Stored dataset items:
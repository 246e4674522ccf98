//! Partial-update and create-flow field resolution.
//!
//! # Responsibility
//! - Turn `RawFields` into an `EditPatientDescriptor` for the edit command.
//! - Turn `RawFields` into a whole `Patient` or `EventSpec` for create flows.
//!
//! # Invariants
//! - Resolution is pure: nothing stored is read or mutated here.
//! - The `[""]` clear sentinel never leaves this module; callers only
//!   see `CollectionEdit::Clear`.
//! - A descriptor with no populated slot is never returned.

use crate::config::CoreConfig;
use crate::model::descriptor::{CollectionEdit, EditPatientDescriptor};
use crate::model::event::{EventNameRule, EventSpec, EventValidationError};
use crate::model::patient::{
    FamilyCondition, FieldValidationError, FoodPreference, Hobby, Name, Patient,
    PatientHospitalId, PreferredName, Tag,
};
use crate::parser::fields::{DuplicateFieldError, FieldKey, RawFields};
use log::{debug, info, warn};
use std::collections::BTreeSet;
use std::error::Error;
use std::fmt::{Display, Formatter};

/// User-facing message for an edit request that changes nothing.
pub const MESSAGE_NOT_EDITED: &str = "At least one field to edit must be provided.";

const SINGLE_VALUED_PATIENT_FIELDS: &[FieldKey] =
    &[FieldKey::HospitalId, FieldKey::Name, FieldKey::PreferredName];
const SINGLE_VALUED_EVENT_FIELDS: &[FieldKey] = &[FieldKey::EventName, FieldKey::EventDate];

/// Errors from resolving raw command fields.
#[derive(Debug, Clone, PartialEq, Eq)]
pub enum ResolveError {
    /// A single-valued prefix was repeated.
    DuplicateField(DuplicateFieldError),
    /// A create flow is missing a required prefix.
    MissingField(FieldKey),
    /// A patient attribute failed validation.
    Field(FieldValidationError),
    /// An event name or spec failed validation.
    Event(EventValidationError),
    /// Event names and specs cannot be paired one to one.
    UnpairedEvents { names: usize, specs: usize },
    /// The edit request populates no field.
    NotEdited,
}

impl Display for ResolveError {
    fn fmt(&self, f: &mut Formatter<'_>) -> std::fmt::Result {
        match self {
            Self::DuplicateField(err) => write!(f, "{err}"),
            Self::MissingField(key) => write!(f, "missing required field `{key}`"),
            Self::Field(err) => write!(f, "{err}"),
            Self::Event(err) => write!(f, "{err}"),
            Self::UnpairedEvents { names, specs } => write!(
                f,
                "every event name needs exactly one date: got {names} name(s) and {specs} date(s)"
            ),
            Self::NotEdited => f.write_str(MESSAGE_NOT_EDITED),
        }
    }
}

impl Error for ResolveError {
    fn source(&self) -> Option<&(dyn Error + 'static)> {
        match self {
            Self::DuplicateField(err) => Some(err),
            Self::Field(err) => Some(err),
            Self::Event(err) => Some(err),
            _ => None,
        }
    }
}

impl From<DuplicateFieldError> for ResolveError {
    fn from(value: DuplicateFieldError) -> Self {
        Self::DuplicateField(value)
    }
}

impl From<FieldValidationError> for ResolveError {
    fn from(value: FieldValidationError) -> Self {
        Self::Field(value)
    }
}

impl From<EventValidationError> for ResolveError {
    fn from(value: EventValidationError) -> Self {
        Self::Event(value)
    }
}

/// Resolver for patient command fields.
#[derive(Debug, Clone, Copy, Default)]
pub struct PartialUpdateResolver {
    event_name_rule: EventNameRule,
}

impl PartialUpdateResolver {
    /// Creates a resolver using the rules carried by `config`.
    pub fn new(config: &CoreConfig) -> Self {
        Self::with_event_name_rule(config.event_name_rule)
    }

    pub fn with_event_name_rule(event_name_rule: EventNameRule) -> Self {
        Self { event_name_rule }
    }

    pub fn event_name_rule(&self) -> EventNameRule {
        self.event_name_rule
    }

    /// Resolves an edit request into the set of field changes.
    ///
    /// # Contract
    /// - Absent scalar prefix → slot stays `None`.
    /// - Absent collection prefix → `CollectionEdit::Unchanged`.
    /// - Collection prefix given once with `""` → `CollectionEdit::Clear`.
    /// - Otherwise every entry is validated → `CollectionEdit::Replace`.
    ///
    /// # Errors
    /// - `DuplicateField` when `id/`, `n/` or `pn/` is repeated.
    /// - `Field` / `Event` when any provided value fails validation.
    /// - `UnpairedEvents` when `en/` and `ed/` counts differ.
    /// - `NotEdited` when no slot ends up populated.
    pub fn resolve_edit(&self, fields: &RawFields) -> Result<EditPatientDescriptor, ResolveError> {
        debug!(
            "event=edit_resolve module=parser status=start values={}",
            fields.len()
        );
        fields.verify_no_duplicates_for(SINGLE_VALUED_PATIENT_FIELDS)?;

        let descriptor = EditPatientDescriptor {
            hospital_id: fields
                .value(FieldKey::HospitalId)
                .map(PatientHospitalId::parse)
                .transpose()?,
            name: fields.value(FieldKey::Name).map(Name::parse).transpose()?,
            preferred_name: fields
                .value(FieldKey::PreferredName)
                .map(PreferredName::parse)
                .transpose()?,
            food_preferences: resolve_collection_edit(
                fields.all_values(FieldKey::FoodPreference),
                FoodPreference::parse,
            )?,
            family_conditions: resolve_collection_edit(
                fields.all_values(FieldKey::FamilyCondition),
                FamilyCondition::parse,
            )?,
            hobbies: resolve_collection_edit(fields.all_values(FieldKey::Hobby), Hobby::parse)?,
            tags: resolve_collection_edit(fields.all_values(FieldKey::Tag), Tag::parse)?,
            events: self.resolve_event_edit(fields)?,
        };

        if !descriptor.is_any_field_edited() {
            warn!("event=edit_resolve module=parser status=rejected reason=not_edited");
            return Err(ResolveError::NotEdited);
        }

        info!(
            "event=edit_resolve module=parser status=ok edited_fields={}",
            descriptor.edited_field_count()
        );
        Ok(descriptor)
    }

    /// Resolves a create request into a validated patient.
    ///
    /// `id/`, `n/` and `pn/` are required. Collection prefixes are optional
    /// and every provided entry must be valid; there is no clear sentinel
    /// when creating.
    pub fn resolve_patient(&self, fields: &RawFields) -> Result<Patient, ResolveError> {
        fields.verify_no_duplicates_for(SINGLE_VALUED_PATIENT_FIELDS)?;

        let hospital_id = PatientHospitalId::parse(required(fields, FieldKey::HospitalId)?)?;
        let name = Name::parse(required(fields, FieldKey::Name)?)?;
        let preferred_name = PreferredName::parse(required(fields, FieldKey::PreferredName)?)?;

        let patient = Patient::new(hospital_id, name, preferred_name)
            .with_food_preferences(resolve_set(
                fields.all_values(FieldKey::FoodPreference),
                FoodPreference::parse,
            )?)
            .with_family_conditions(resolve_set(
                fields.all_values(FieldKey::FamilyCondition),
                FamilyCondition::parse,
            )?)
            .with_hobbies(resolve_set(fields.all_values(FieldKey::Hobby), Hobby::parse)?)
            .with_tags(resolve_set(fields.all_values(FieldKey::Tag), Tag::parse)?)
            .with_events(self.pair_events(
                fields.all_values(FieldKey::EventName),
                fields.all_values(FieldKey::EventDate),
            )?);

        debug!(
            "event=patient_resolve module=parser status=ok events={}",
            patient.events().len()
        );
        Ok(patient)
    }

    /// Resolves exactly one `en/` + `ed/` pair into an event.
    pub fn resolve_event(&self, fields: &RawFields) -> Result<EventSpec, ResolveError> {
        fields.verify_no_duplicates_for(SINGLE_VALUED_EVENT_FIELDS)?;
        let name = required(fields, FieldKey::EventName)?;
        let spec = required(fields, FieldKey::EventDate)?;
        Ok(EventSpec::parse_with(name, spec, self.event_name_rule)?)
    }

    fn resolve_event_edit(
        &self,
        fields: &RawFields,
    ) -> Result<CollectionEdit<EventSpec>, ResolveError> {
        let names = fields.all_values(FieldKey::EventName);
        let specs = fields.all_values(FieldKey::EventDate);
        match (names, specs) {
            ([], []) => Ok(CollectionEdit::Unchanged),
            ([], [only]) if only.is_empty() => Ok(CollectionEdit::Clear),
            _ => self.pair_events(names, specs).map(CollectionEdit::Replace),
        }
    }

    fn pair_events(
        &self,
        names: &[String],
        specs: &[String],
    ) -> Result<BTreeSet<EventSpec>, ResolveError> {
        if names.len() != specs.len() {
            return Err(ResolveError::UnpairedEvents {
                names: names.len(),
                specs: specs.len(),
            });
        }
        names
            .iter()
            .zip(specs)
            .map(|(name, spec)| {
                EventSpec::parse_with(name, spec, self.event_name_rule).map_err(ResolveError::from)
            })
            .collect()
    }
}

fn required(fields: &RawFields, key: FieldKey) -> Result<&str, ResolveError> {
    fields.value(key).ok_or(ResolveError::MissingField(key))
}

fn resolve_set<T, F>(raw: &[String], parse: F) -> Result<BTreeSet<T>, FieldValidationError>
where
    T: Ord,
    F: Fn(&str) -> Result<T, FieldValidationError>,
{
    raw.iter().map(|entry| parse(entry.as_str())).collect()
}

fn resolve_collection_edit<T, F>(
    raw: &[String],
    parse: F,
) -> Result<CollectionEdit<T>, FieldValidationError>
where
    T: Ord,
    F: Fn(&str) -> Result<T, FieldValidationError>,
{
    match raw {
        [] => Ok(CollectionEdit::Unchanged),
        [only] if only.is_empty() => Ok(CollectionEdit::Clear),
        entries => resolve_set(entries, parse).map(CollectionEdit::Replace),
    }
}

__What you are asked to do__
Up to and including the line with "use crate::config::CoreConfig;", write out the records above exactly, starting from their first line.

__Your solution__
repository 246e4674522ccf98
//! Partial-update and create-flow field resolution.
//!
//! # Responsibility
//! - Turn `RawFields` into an `EditPatientDescriptor` for the edit command.
//! - Turn `RawFields` into a whole `Patient` or `EventSpec` for create flows.
//!
//! # Invariants
//! - Resolution is pure: nothing stored is read or mutated here.
//! - The `[""]` clear sentinel never leaves this module; callers only
//!   see `CollectionEdit::Clear`.
//! - A descriptor with no populated slot is never returned.

use crate::config::CoreConfig;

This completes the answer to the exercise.